Pelé
Tutto ha avuto inizio quando, nel 2012, Brian Grazer dell’Image Entertainment – produttore, tra l’altro, di A beautiful mind e Rush di Ron Howard – è stato contattato dal più grande calciatore della storia del pallone per far sì che raccontasse su grande schermo la sua vita.
Da lì, non solo in fase finanziaria è stato tirato in ballo il peruviano Ivan Orlic che aveva prodotto Il mistero del gatto trafitto di Gillian Greene, ma sono stati posti al timone di regia i documentaristi Jeff e Michael Zimbalist che, già durante i titoli di testa, provvedono a lasciar emergere dettagli relativi all’infanzia di colui che – presente anche in una fugace apparizione – è conosciuto all’anagrafe come Edson Arantes do Nascimento.
Colui che, soprannominato Dico dai genitori e divenuto sia l’unico giocatore al mondo ad essersi aggiudicato tre trofei Jules Rimet che il più giovane (a soli diciassette anni) ad aver vinto una World Cup, vediamo crescere nel povero villaggio brasiliano di Bauru con le fattezze dell’esordiente Leonardo Lima Carvalho, ricordando in parte il piccolo Ray Charles di Ray, in parte il Jamal di The millionaire.
Fino al momento in cui, dopo la devastante sconfitta della nazionale inglese nel mondiale del 1950, promette al padre – il quale non manca di allenarlo utilizzando un mango – che un giorno porterà la squadra alla vittoria; man mano che si dedica anche al furto di noccioline da rivendere affiancato dai suoi amici al fine ottenere il denaro necessario all’acquisto di scarpini per poter partecipare a un torneo giovanile di calcio.
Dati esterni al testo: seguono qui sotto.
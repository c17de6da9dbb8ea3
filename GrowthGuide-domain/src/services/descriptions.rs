//! Human-readable text for percentile labels.
//!
//! BMI uses different cut-offs before and after two years of age, so its
//! description depends on the child's age in months.

use growth_guide_data::{Metric, PercentileLabel};

/// Description of the `unknown` sentinel label
pub const UNKNOWN_DESCRIPTION: &str = "Unknown";

/// Description of a label missing from the catalog
pub const UNKNOWN_PERCENTILE_DESCRIPTION: &str = "Unknown percentile";

/// Description for a metric name that is not recognised
pub const UNKNOWN_METRIC_DESCRIPTION: &str = "Unknown metric type";

/// Age from which the over-two BMI table applies
pub const BMI_OVER_TWO_FROM_MONTHS: i32 = 24;

type Catalog = &'static [(&'static str, &'static str)];

const HEIGHT_DESCRIPTIONS: Catalog = &[
    ("p01", "Low height (<1%)"),
    ("p1", "Low height (<1%)"),
    ("p3", "Low height (1-3%)"),
    ("p5", "Low height (3-5%)"),
    ("p10", "Low height (5-10%)"),
    ("p15", "Low height (10-15%)"),
    ("p25", "Normal height (15-25%)"),
    ("p50", "Average height (25-50%)"),
    ("p75", "Above average height (50-75%)"),
    ("p85", "Tall (75-85%)"),
    ("p90", "Tall (85-90%)"),
    ("p95", "Very tall (90-95%)"),
    ("p97", "Very tall (95-97%)"),
    ("p99", "Extremely tall (≥97%)"),
    ("p999", "Extremely tall (>99%)"),
    ("unknown", UNKNOWN_DESCRIPTION),
];

const WEIGHT_DESCRIPTIONS: Catalog = &[
    ("p01", "Very low weight (<1%)"),
    ("p1", "Very low weight (<1%)"),
    ("p3", "Low weight (1-3%)"),
    ("p5", "Low weight (3-5%)"),
    ("p10", "Below average weight (5-10%)"),
    ("p15", "Below average weight (10-15%)"),
    ("p25", "Low normal weight (15-25%)"),
    ("p50", "Average weight (25-50%)"),
    ("p75", "High normal weight (50-75%)"),
    ("p85", "Above average weight (75-85%)"),
    ("p90", "Above average weight (85-90%)"),
    ("p95", "High weight (90-95%)"),
    ("p97", "High weight (95-97%)"),
    ("p99", "Very high weight (≥97%)"),
    ("p999", "Very high weight (>99%)"),
    ("unknown", UNKNOWN_DESCRIPTION),
];

const BMI_UNDER_TWO_DESCRIPTIONS: Catalog = &[
    ("p01", "Underweight (<15%)"),
    ("p1", "Underweight (<15%)"),
    ("p3", "Underweight (<15%)"),
    ("p5", "Underweight (<15%)"),
    ("p10", "Underweight (<15%)"),
    ("p15", "Underweight (<15%)"),
    ("p25", "Normal (15-97.7%)"),
    ("p50", "Normal (15-97.7%)"),
    ("p75", "Normal (15-97.7%)"),
    ("p85", "Normal (15-97.7%)"),
    ("p90", "Normal (15-97.7%)"),
    ("p95", "Normal (15-97.7%)"),
    ("p97", "Normal (15-97.7%)"),
    ("p977", "Obese (>97.7%)"),
    ("p99", "Obese (>97.7%)"),
    ("p999", "Obese (>97.7%)"),
    ("unknown", UNKNOWN_DESCRIPTION),
];

const BMI_OVER_TWO_DESCRIPTIONS: Catalog = &[
    ("p01", "Underweight (<15%)"),
    ("p1", "Underweight (<15%)"),
    ("p3", "Underweight (<15%)"),
    ("p5", "Underweight (<15%)"),
    ("p10", "Underweight (<15%)"),
    ("p15", "Underweight (<15%)"),
    ("p25", "Normal (15-85%)"),
    ("p50", "Normal (15-85%)"),
    ("p75", "Normal (15-85%)"),
    ("p85", "Normal (15-85%)"),
    ("p90", "Overweight (85-98%)"),
    ("p95", "Overweight (85-95%)"),
    ("p97", "Obese (95-99%)"),
    ("p99", "Severely obese (>99%)"),
    ("p999", "Severely obese (>99%)"),
    ("unknown", UNKNOWN_DESCRIPTION),
];

const BMI_GENERAL_DESCRIPTIONS: Catalog = &[
    ("p01", "Very low BMI (<1%)"),
    ("p1", "Very low BMI (<1%)"),
    ("p3", "Low BMI (1-3%)"),
    ("p5", "Low BMI (3-5%)"),
    ("p10", "Below average BMI (5-10%)"),
    ("p15", "Below average BMI (10-15%)"),
    ("p25", "Low normal BMI (15-25%)"),
    ("p50", "Average BMI (25-50%)"),
    ("p75", "High normal BMI (50-75%)"),
    ("p85", "Above average BMI (75-85%)"),
    ("p90", "Above average BMI (85-90%)"),
    ("p95", "High BMI (90-95%)"),
    ("p97", "High BMI (95-97%)"),
    ("p977", "Very high BMI (97.7-99%)"),
    ("p99", "Very high BMI (97-99%)"),
    ("p999", "Very high BMI (>99%)"),
    ("unknown", UNKNOWN_DESCRIPTION),
];

fn catalog_for(metric: Metric, age_months: Option<i32>) -> Catalog {
    match (metric, age_months) {
        (Metric::Height, _) => HEIGHT_DESCRIPTIONS,
        (Metric::Weight, _) => WEIGHT_DESCRIPTIONS,
        (Metric::Bmi, Some(age)) if age < BMI_OVER_TWO_FROM_MONTHS => BMI_UNDER_TWO_DESCRIPTIONS,
        (Metric::Bmi, Some(_)) => BMI_OVER_TWO_DESCRIPTIONS,
        (Metric::Bmi, None) => BMI_GENERAL_DESCRIPTIONS,
    }
}

/// Description of a percentile label for a metric.
///
/// Labels match case-insensitively. BMI picks the under-two or over-two
/// table from `age_months`, or a general table when no age is given.
pub fn describe(label: &str, metric: Metric, age_months: Option<i32>) -> &'static str {
    let label = label.to_ascii_lowercase();
    catalog_for(metric, age_months)
        .iter()
        .find(|(key, _)| *key == label)
        .map(|(_, text)| *text)
        .unwrap_or(UNKNOWN_PERCENTILE_DESCRIPTION)
}

/// [`describe`] for an already resolved label
pub fn describe_label(label: &PercentileLabel, metric: Metric, age_months: Option<i32>) -> &'static str {
    describe(label.as_str(), metric, age_months)
}

/// [`describe`] for a metric given by name.
///
/// Metric names are matched exactly (`height`, `weight`, `bmi`); only the
/// label is case-insensitive.
pub fn describe_raw(label: &str, metric_name: &str, age_months: Option<i32>) -> &'static str {
    let metric = match metric_name {
        "height" => Metric::Height,
        "weight" => Metric::Weight,
        "bmi" => Metric::Bmi,
        _ => return UNKNOWN_METRIC_DESCRIPTION,
    };
    describe(label, metric, age_months)
}
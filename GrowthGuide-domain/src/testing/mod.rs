// Testing utilities and mock implementations for the domain layer
// This module is only available when the "mock" feature is enabled

// Re-export the small reference tables from the data layer
pub use growth_guide_data::reference::fixtures::{bmi_row, fixture_store, height_row, weight_row};

use std::collections::HashMap;
use std::sync::Arc;

use async_trait::async_trait;

use crate::health::{
    ComponentStatus, HealthComponent, HealthServiceTrait, SystemHealth, SystemStatus,
    REFERENCE_DATA_COMPONENT,
};
use crate::services::growth::{create_default_growth_service, GrowthServiceTrait};

/// Growth service over the fixture tables
pub fn fixture_growth_service() -> Arc<dyn GrowthServiceTrait + Send + Sync> {
    create_default_growth_service(Arc::new(fixture_store()))
}

/// Mock implementation of the HealthServiceTrait for testing
#[derive(Debug)]
pub struct MockHealthService {
    /// Reference data component status
    reference_status: ComponentStatus,
    /// System status
    system_status: SystemStatus,
    /// Additional components
    components: HashMap<String, HealthComponent>,
}

impl Default for MockHealthService {
    fn default() -> Self {
        Self::new()
    }
}

impl MockHealthService {
    /// Create a new mock health service with all components healthy
    pub fn new() -> Self {
        Self {
            reference_status: ComponentStatus::Healthy,
            system_status: SystemStatus::Healthy,
            components: HashMap::new(),
        }
    }

    /// Configure the mock with partially loaded reference data
    pub fn with_degraded_reference_data(mut self) -> Self {
        self.reference_status = ComponentStatus::Degraded;
        self.system_status = SystemStatus::Degraded;
        self
    }

    /// Configure the mock with no reference data
    pub fn with_unhealthy_reference_data(mut self) -> Self {
        self.reference_status = ComponentStatus::Unhealthy;
        self.system_status = SystemStatus::Unhealthy;
        self
    }

    /// Add a custom component with a specific status
    pub fn with_component(mut self, name: &str, status: ComponentStatus, details: Option<String>) -> Self {
        self.components
            .insert(name.to_string(), HealthComponent { status, details });
        self
    }
}

#[async_trait]
impl HealthServiceTrait for MockHealthService {
    async fn get_system_health(&self) -> SystemHealth {
        let mut components = HashMap::new();

        components.insert(
            REFERENCE_DATA_COMPONENT.to_string(),
            HealthComponent {
                status: self.reference_status.clone(),
                details: match self.reference_status {
                    ComponentStatus::Healthy => None,
                    ComponentStatus::Degraded => Some("Missing reference tables: bmi/girl".to_string()),
                    ComponentStatus::Unhealthy => Some("No reference tables loaded".to_string()),
                },
            },
        );

        for (name, component) in &self.components {
            components.insert(name.clone(), component.clone());
        }

        SystemHealth {
            status: self.system_status.clone(),
            components,
        }
    }
}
E, prima ancora che lo troviamo, adolescente, manifestante i connotati di Kevin de Paula, anch’egli debuttante nell’universo della Settima arte, fa la sua entrata in scena il Diego Boneta della serie televisiva 90210 nei panni del benestante José Altafini; che non solo si fa chiamare Mazzola per la somiglianza con l’omonimo attaccante e centrocampista del Grande Torino, ma pare sia il primo a denominarlo Pelé, a causa del nome di un famoso portiere pronunciato male dal ragazzino.
Nel corso di oltre un’ora e quaranta di visione che, con i veterani Vincent D’Onofrio e Colm Meaney coinvolti rispettivamente nei ruoli dell’allenatore del Brasile Feola e in quello della Svezia George Raynor, intende apparire sì in qualità di lettera d’amore al leggendario campione, ma anche al suo paese natale ed alla cultura legata ad esso.
Con il magico stile di gioco Ginga – incarnante, appunto, la gioia e lo spirito del popolo brasiliano – destinato ad emergere fotogramma dopo fotogramma, ma anche la forte impressione di trovarci dinanzi ad un biopic sportivo rientrante nella media e privo di particolari guizzi che, racchiudente il suo maggiore pregio nelle prove sfoggiate dai componenti del cast e sicuramente capace di appassionare il pubblico dei tifosi irriducibili, non risulta esente da occasionali momenti di fiacchezza.
Che ciò sia riconducibile alla provenienza dai documentari dei due autori, i quali, probabilmente nell’intento di far toccare una dimensione maggiormente cinematografica al tutto, ricorrono anche a momenti da bullet time proto-Matrix decisamente fuori luogo?